We can’t do this, he says, almost a whisper.  You’re too young and I’m too old.  She kisses the back of his neck now, her mouth slightly open, breath hot.  We can’t do this, he says again.  This time he is pleading and she hears the fear in his voice.  His fear of her; his fear of her power.  She is young and desirable and doesn’t care about consequences and that is enough to make her dangerous, and irresistible.  She knows it.

She moves her hand up his arm, pushing his sleeve up as she goes until she feels his bicep and then she begins to stroke that, moving her lips back and forwards against his neck in the same rhythm.  He moans softly and she presses harder against him, lifting one leg over the top of his.  His sigh, when she does that, is deep and old, resolve leaving, resignation entering; he isn’t nearly strong enough to oppose her.

He turns to face her and she feels the full blast of him, male and strength and desire.  Every part of her body is hot now – even where she presses into the ground, even where the air moves over and under her loose dress, her eyelids are on fire, her fingers burn, her body is a furnace. 

Stroking the hair from her face, he kisses her.  He kisses her and strokes her face and her arm and her bare leg where it rests against him and she is consumed, she cannot breathe, her mind is emptied of everything but the feel of him on her skin. She has nothing against which to judge what she is experiencing, she only knows what this is not: not her childhood; not restriction; not fear; not banality; not school; not her parents; not everything she has disliked for years.  She has fallen through the heat of his desire for her to a place she hasn’t been before.

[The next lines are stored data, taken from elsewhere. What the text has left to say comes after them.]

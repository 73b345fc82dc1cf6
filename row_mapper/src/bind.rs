//! Bindvar rewriting and named parameters
//!
//! Queries are written with `?` placeholders or `:name` parameters and
//! rewritten into whatever the driver expects.

use crate::errors::MapError;
use field_map::{DescriptorCache, Params, Value};
use std::collections::HashMap;
use std::fmt::Write;

/// Placeholder syntax of a driver
#[derive(Debug, Clone, Copy, PartialEq, Eq)]
pub enum BindType {
    /// `?`
    Question,
    /// `$1, $2, ...`
    Dollar,
    /// `:arg1, :arg2, ...`
    Named,
    /// `@p1, @p2, ...`
    At,
    Unknown,
}

impl BindType {
    pub fn from_driver(driver_name: &str) -> Self {
        match driver_name {
            "postgres" | "pgx" | "pq-timeouts" | "cloudsqlpostgres" | "cockroach" => {
                BindType::Dollar
            }
            "mysql" | "sqlite" | "sqlite3" => BindType::Question,
            "oci8" | "ora" | "goracle" => BindType::Named,
            "sqlserver" | "mssql" => BindType::At,
            _ => BindType::Unknown,
        }
    }

    /// Placeholder for the argument at 1-based `index`
    fn placeholder(self, index: usize, name: &str, out: &mut String) {
        // Writing into a String cannot fail
        let _ = match self {
            BindType::Question | BindType::Unknown => write!(out, "?"),
            BindType::Dollar => write!(out, "${}", index),
            BindType::Named => write!(out, ":{}", name),
            BindType::At => write!(out, "@p{}", index),
        };
    }
}

/// Rewrite `?` placeholders into the driver's bindvar syntax
pub fn rebind(bind_type: BindType, sql: &str) -> String {
    if matches!(bind_type, BindType::Question | BindType::Unknown) {
        return sql.to_string();
    }

    let mut out = String::with_capacity(sql.len() + 10);
    let mut index = 0;
    for c in sql.chars() {
        if c == '?' {
            index += 1;
            bind_type.placeholder(index, &format!("arg{}", index), &mut out);
        } else {
            out.push(c);
        }
    }
    out
}

/// A query with its named parameters replaced by bindvars
#[derive(Debug, Clone, PartialEq, Eq)]
pub struct CompiledQuery {
    pub sql: String,
    /// Parameter names in placeholder order; a name used twice appears twice
    pub names: Vec<String>,
}

fn is_name_char(c: char) -> bool {
    c.is_alphanumeric() || c == '_' || c == '.'
}

/// Replace `:name` parameters with bindvars.
///
/// `::` produces a literal `:` and `:=` is copied as is. A colon that does
/// not start a name is copied unchanged.
pub fn compile_named(sql: &str, bind_type: BindType) -> Result<CompiledQuery, MapError> {
    let mut out = String::with_capacity(sql.len());
    let mut names = Vec::new();
    let mut chars = sql.chars().peekable();

    while let Some(c) = chars.next() {
        if c != ':' {
            out.push(c);
            continue;
        }

        match chars.peek() {
            Some(':') => {
                chars.next();
                out.push(':');
            }
            Some('=') => {
                chars.next();
                out.push_str(":=");
            }
            Some(&next) if next.is_alphanumeric() || next == '_' => {
                let mut name = String::new();
                while let Some(&n) = chars.peek() {
                    if !is_name_char(n) {
                        break;
                    }
                    name.push(n);
                    chars.next();
                }
                // A trailing dot ends the sentence, not the name
                let trailing_dot = name.ends_with('.');
                if trailing_dot {
                    name.pop();
                }
                if name.split('.').any(str::is_empty) {
                    return Err(MapError::NamedQuery(format!(
                        "parameter :{} has an empty path segment",
                        name
                    )));
                }

                bind_type.placeholder(names.len() + 1, &name, &mut out);
                names.push(name);
                if trailing_dot {
                    out.push('.');
                }
            }
            _ => out.push(':'),
        }
    }

    Ok(CompiledQuery { sql: out, names })
}

/// Bind named parameters from a map of values
pub fn bind_map(
    bind_type: BindType,
    sql: &str,
    args: &HashMap<String, Value>,
) -> Result<(String, Vec<Value>), MapError> {
    let compiled = compile_named(sql, bind_type)?;
    let values = compiled
        .names
        .iter()
        .map(|name| {
            args.get(name)
                .cloned()
                .ok_or_else(|| MapError::MissingParam(name.clone()))
        })
        .collect::<Result<Vec<_>, _>>()?;
    Ok((compiled.sql, values))
}

/// Bind named parameters from the fields of a `Params` value
///
/// Names are matched against the same resolved names the row mapper uses.
pub fn bind_params<P: Params>(
    bind_type: BindType,
    sql: &str,
    params: &P,
) -> Result<(String, Vec<Value>), MapError> {
    let compiled = compile_named(sql, bind_type)?;
    let descriptor = DescriptorCache::global().params_descriptor::<P>()?;
    let field_values = params.param_values();

    let values = compiled
        .names
        .iter()
        .map(|name| {
            descriptor
                .position(name)
                .and_then(|position| field_values.get(position))
                .cloned()
                .ok_or_else(|| MapError::MissingParam(name.clone()))
        })
        .collect::<Result<Vec<_>, _>>()?;

    Ok((compiled.sql, values))
}

#[cfg(test)]
mod tests {
    use super::*;
    use record_derive::Params;

    #[derive(Params)]
    struct NewUser {
        name: String,
        #[column("mail")]
        email: String,
        age: i32,
    }

    fn user() -> NewUser {
        NewUser {
            name: "Ann".into(),
            email: "ann@example.com".into(),
            age: 31,
        }
    }

    #[test]
    fn test_bind_type_from_driver() {
        assert_eq!(BindType::from_driver("postgres"), BindType::Dollar);
        assert_eq!(BindType::from_driver("cockroach"), BindType::Dollar);
        assert_eq!(BindType::from_driver("sqlite3"), BindType::Question);
        assert_eq!(BindType::from_driver("ora"), BindType::Named);
        assert_eq!(BindType::from_driver("mssql"), BindType::At);
        assert_eq!(BindType::from_driver("odbc"), BindType::Unknown);
    }

    #[test]
    fn test_rebind() {
        let sql = "SELECT * FROM t WHERE a = ? AND b = ?";
        assert_eq!(
            rebind(BindType::Dollar, sql),
            "SELECT * FROM t WHERE a = $1 AND b = $2"
        );
        assert_eq!(
            rebind(BindType::Named, sql),
            "SELECT * FROM t WHERE a = :arg1 AND b = :arg2"
        );
        assert_eq!(
            rebind(BindType::At, sql),
            "SELECT * FROM t WHERE a = @p1 AND b = @p2"
        );
        assert_eq!(rebind(BindType::Question, sql), sql);
    }

    #[test]
    fn test_compile_named() {
        let compiled = compile_named(
            "INSERT INTO person (first, last) VALUES (:first, :last_name)",
            BindType::Dollar,
        )
        .unwrap();
        assert_eq!(compiled.sql, "INSERT INTO person (first, last) VALUES ($1, $2)");
        assert_eq!(compiled.names, ["first", "last_name"]);

        let compiled = compile_named("SELECT :a, :a", BindType::Question).unwrap();
        assert_eq!(compiled.sql, "SELECT ?, ?");
        assert_eq!(compiled.names, ["a", "a"]);

        let compiled = compile_named("WHERE id = :id", BindType::Named).unwrap();
        assert_eq!(compiled.sql, "WHERE id = :id");
    }

    #[test]
    fn test_compile_named_escapes() {
        let compiled =
            compile_named("SELECT '10::30', x := 1, ': ' FROM t WHERE a = :a.", BindType::At)
                .unwrap();
        assert_eq!(compiled.sql, "SELECT '10:30', x := 1, ': ' FROM t WHERE a = @p1.");
        assert_eq!(compiled.names, ["a"]);
    }

    #[test]
    fn test_compile_named_dotted_names() {
        let compiled = compile_named("WHERE a = :user.id", BindType::Dollar).unwrap();
        assert_eq!(compiled.names, ["user.id"]);

        let err = compile_named("WHERE a = :user..id", BindType::Dollar).unwrap_err();
        assert!(matches!(err, MapError::NamedQuery(_)));
    }

    #[test]
    fn test_bind_map() {
        let mut args = HashMap::new();
        args.insert("name".to_string(), Value::from("Ann"));
        args.insert("age".to_string(), Value::from(31));

        let (sql, values) =
            bind_map(BindType::Dollar, "SELECT * FROM u WHERE name = :name AND age > :age", &args)
                .unwrap();
        assert_eq!(sql, "SELECT * FROM u WHERE name = $1 AND age > $2");
        assert_eq!(values, [Value::Text("Ann".into()), Value::Integer(31)]);

        let err = bind_map(BindType::Dollar, "WHERE x = :missing", &args).unwrap_err();
        assert!(matches!(err, MapError::MissingParam(name) if name == "missing"));
    }

    #[test]
    fn test_bind_params_uses_resolved_names() {
        let (sql, values) = bind_params(
            BindType::Question,
            "INSERT INTO users (name, email, age) VALUES (:name, :mail, :age)",
            &user(),
        )
        .unwrap();
        assert_eq!(sql, "INSERT INTO users (name, email, age) VALUES (?, ?, ?)");
        assert_eq!(
            values,
            [
                Value::Text("Ann".into()),
                Value::Text("ann@example.com".into()),
                Value::Integer(31)
            ]
        );

        let err = bind_params(BindType::Question, "VALUES (:email)", &user()).unwrap_err();
        assert!(matches!(err, MapError::MissingParam(name) if name == "email"));
    }
}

The earth moves to accommodate them; where her body now presses down with him above her, where the movement of bodies changes wind flow and casts shadow where before there was sun.  The earth moves with them and around them, protecting them and their actions from being seen or heard, protecting them, for now, from being discovered.

At the end she sees he is crying; she wipes away his tears, but she doesn’t feel sorry for him – no-one should feel sorry for him.  He should have known better, should have feigned sleep, swatted her away like an insect, left the very next morning; he should have resisted her.  But of course, neither of them knew then where she was taking them.  Of what she would do to his life, or hers.